• PROBLEM TO SOLVE: Would you give all of the records again, exactly as they read?

• RECORDS FOR THIS TASK:
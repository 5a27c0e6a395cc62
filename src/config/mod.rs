//! Configuration module

pub mod benchmark_config;
pub mod cli;
pub mod interactive;

pub use benchmark_config::BenchmarkConfig;
pub use cli::{CliArgs, OutputFormat};
pub use interactive::{prompt_args, prompt_from_terminal};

• TASK RESULT:
repository 5a27c0e6a395cc62
filename src/config/mod.rs
//! Configuration module

pub mod benchmark_config;
pub mod cli;
pub mod interactive;

pub use benchmark_config::BenchmarkConfig;
pub use cli::{CliArgs, OutputFormat};
pub use interactive::{prompt_args, prompt_from_terminal};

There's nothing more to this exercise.